Edit

Share via


Tutorial: Transform data using mapping data flows

APPLIES TO: Azure Data Factory Azure Synapse Analytics

Tip

Try out Data Factory in Microsoft Fabric, an all-in-one analytics solution for enterprises. Microsoft Fabric covers everything from data movement to data science, real-time analytics, business intelligence, and reporting. Learn how to start a new trial for free!

In this tutorial, you use the Azure Data Factory user interface (UX) to create a pipeline that copies and transforms data from an Azure Data Lake Storage (ADLS) Gen2 source to an ADLS Gen2 sink using mapping data flow. The configuration pattern in this tutorial can be expanded upon when transforming data using mapping data flow

This tutorial is meant for mapping data flows in general. Data flows are available both in Azure Data Factory and Synapse Pipelines.

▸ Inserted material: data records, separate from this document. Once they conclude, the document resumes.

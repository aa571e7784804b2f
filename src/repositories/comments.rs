use sqlx::{PgPool, Postgres, Transaction};
use uuid::Uuid;

use crate::{
    error::AppError,
    models::comments::{Comment, Reply},
};

#[derive(Debug)]
pub(crate) struct CreateCommentParams {
    pub presentation_id: Uuid,
    pub author_id: Uuid,
    pub author_display_name: String,
    pub body: String,
}

/// Inserts a comment scoped to the presenter's current slide index, read
/// from the presentation row in the same statement. The poster's local idea
/// of the current slide never reaches the database, so a comment can never
/// land on a slide the presenter has already left.
///
/// Returns None when the presentation is missing or not live.
pub async fn insert_comment(
    tx: &mut Transaction<'_, Postgres>,
    params: CreateCommentParams,
) -> Result<Option<Comment>, AppError> {
    let row = crate::log_query_fetch_optional!(
        "comments.insert_comment",
        sqlx::query_as::<_, Comment>(
            r#"
                INSERT INTO live.comment
                    (presentation_id, slide_index, author_id, author_display_name, body)
                SELECT p.id, p.current_slide_index, $2, $3, $4
                FROM deck.presentation p
                WHERE p.id = $1
                  AND p.is_live
                RETURNING *
            "#,
        )
        .bind(params.presentation_id)
        .bind(params.author_id)
        .bind(params.author_display_name)
        .bind(params.body)
        .fetch_optional(&mut **tx)
    )?;

    Ok(row)
}

pub async fn find_comment_by_id(
    pool: &PgPool,
    comment_id: Uuid,
) -> Result<Option<Comment>, AppError> {
    let row = crate::log_query_fetch_optional!(
        "comments.find_comment_by_id",
        sqlx::query_as::<_, Comment>(
            r#"
                SELECT * FROM live.comment WHERE id = $1
            "#,
        )
        .bind(comment_id)
        .fetch_optional(pool)
    )?;

    Ok(row)
}

/// Row-locks a comment for reply edits and grouping; serializes concurrent
/// writers of the embedded replies column.
pub async fn lock_comment(
    tx: &mut Transaction<'_, Postgres>,
    comment_id: Uuid,
) -> Result<Option<Comment>, AppError> {
    let row = crate::log_query_fetch_optional!(
        "comments.lock_comment",
        sqlx::query_as::<_, Comment>(
            r#"
                SELECT * FROM live.comment WHERE id = $1 FOR UPDATE
            "#,
        )
        .bind(comment_id)
        .fetch_optional(&mut **tx)
    )?;

    Ok(row)
}

pub async fn list_comments_for_slide(
    pool: &PgPool,
    presentation_id: Uuid,
    slide_index: i32,
) -> Result<Vec<Comment>, AppError> {
    let rows = crate::log_query_fetch_all!(
        "comments.list_comments_for_slide",
        sqlx::query_as::<_, Comment>(
            r#"
                SELECT * FROM live.comment
                WHERE presentation_id = $1
                  AND slide_index = $2
                ORDER BY created_at ASC, id ASC
            "#,
        )
        .bind(presentation_id)
        .bind(slide_index)
        .fetch_all(pool)
    )?;

    Ok(rows)
}

/// Toggles the participant's membership in liked_by as one atomic
/// set-difference/union statement. Never an increment, so concurrent
/// togglers from different clients converge.
pub async fn toggle_like(
    pool: &PgPool,
    comment_id: Uuid,
    participant_id: Uuid,
) -> Result<Option<Comment>, AppError> {
    let row = crate::log_query_fetch_optional!(
        "comments.toggle_like",
        sqlx::query_as::<_, Comment>(
            r#"
                UPDATE live.comment
                SET liked_by = CASE
                        WHEN $2 = ANY(liked_by) THEN array_remove(liked_by, $2)
                        ELSE array_append(liked_by, $2)
                    END,
                    updated_at = CURRENT_TIMESTAMP
                WHERE id = $1
                RETURNING *
            "#,
        )
        .bind(comment_id)
        .bind(participant_id)
        .fetch_optional(pool)
    )?;

    Ok(row)
}

pub async fn update_replies(
    tx: &mut Transaction<'_, Postgres>,
    comment_id: Uuid,
    replies: &[Reply],
) -> Result<Option<Comment>, AppError> {
    let payload = serde_json::to_value(replies)?;
    let row = crate::log_query_fetch_optional!(
        "comments.update_replies",
        sqlx::query_as::<_, Comment>(
            r#"
                UPDATE live.comment
                SET replies = $2,
                    updated_at = CURRENT_TIMESTAMP
                WHERE id = $1
                RETURNING *
            "#,
        )
        .bind(comment_id)
        .bind(payload)
        .fetch_optional(&mut **tx)
    )?;

    Ok(row)
}

pub async fn set_group(
    tx: &mut Transaction<'_, Postgres>,
    comment_id: Uuid,
    group_id: Option<Uuid>,
) -> Result<Option<Comment>, AppError> {
    let row = crate::log_query_fetch_optional!(
        "comments.set_group",
        sqlx::query_as::<_, Comment>(
            r#"
                UPDATE live.comment
                SET group_id = $2,
                    updated_at = CURRENT_TIMESTAMP
                WHERE id = $1
                RETURNING *
            "#,
        )
        .bind(comment_id)
        .bind(group_id)
        .fetch_optional(&mut **tx)
    )?;

    Ok(row)
}

/// Clears group_id on every member of the group. Run in the same
/// transaction that deletes the group so no comment ever points at a
/// deleted group.
pub async fn detach_group_members(
    tx: &mut Transaction<'_, Postgres>,
    group_id: Uuid,
) -> Result<Vec<Comment>, AppError> {
    let rows = crate::log_query_fetch_all!(
        "comments.detach_group_members",
        sqlx::query_as::<_, Comment>(
            r#"
                UPDATE live.comment
                SET group_id = NULL,
                    updated_at = CURRENT_TIMESTAMP
                WHERE group_id = $1
                RETURNING *
            "#,
        )
        .bind(group_id)
        .fetch_all(&mut **tx)
    )?;

    Ok(rows)
}

pub async fn delete_comment(
    tx: &mut Transaction<'_, Postgres>,
    comment_id: Uuid,
) -> Result<u64, AppError> {
    let result = crate::log_query_execute!(
        "comments.delete_comment",
        sqlx::query(
            r#"
                DELETE FROM live.comment WHERE id = $1
            "#,
        )
        .bind(comment_id)
        .execute(&mut **tx)
    )?;

    Ok(result.rows_affected())
}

If you're new to data flows in Azure Synapse Pipelines, follow Data Flow using Azure Synapse Pipelines.

In this tutorial, you do the following steps:

  • Create a data factory.
  • Create a pipeline with a Data Flow activity.
  • Build a mapping data flow with four transformations.
  • Test run the pipeline.
  • Monitor a Data Flow activity

Prerequisites

  • Azure subscription. If you don't have an Azure subscription, create a free Azure account before you begin.
  • Azure Data Lake Storage Gen2 account. You use ADLS storage as a source and sink data stores. If you don't have a storage account, see Create an Azure storage account for steps to create one.
  • Download MoviesDB.csv here. To retrieve the file from GitHub, copy the contents to a text editor of your choice to save locally as a .csv file. Upload the file to your storage account in a container named 'sample-data'.

Create a data factory

In this step, you create a data factory and open the Data Factory UX to create a pipeline in the data factory.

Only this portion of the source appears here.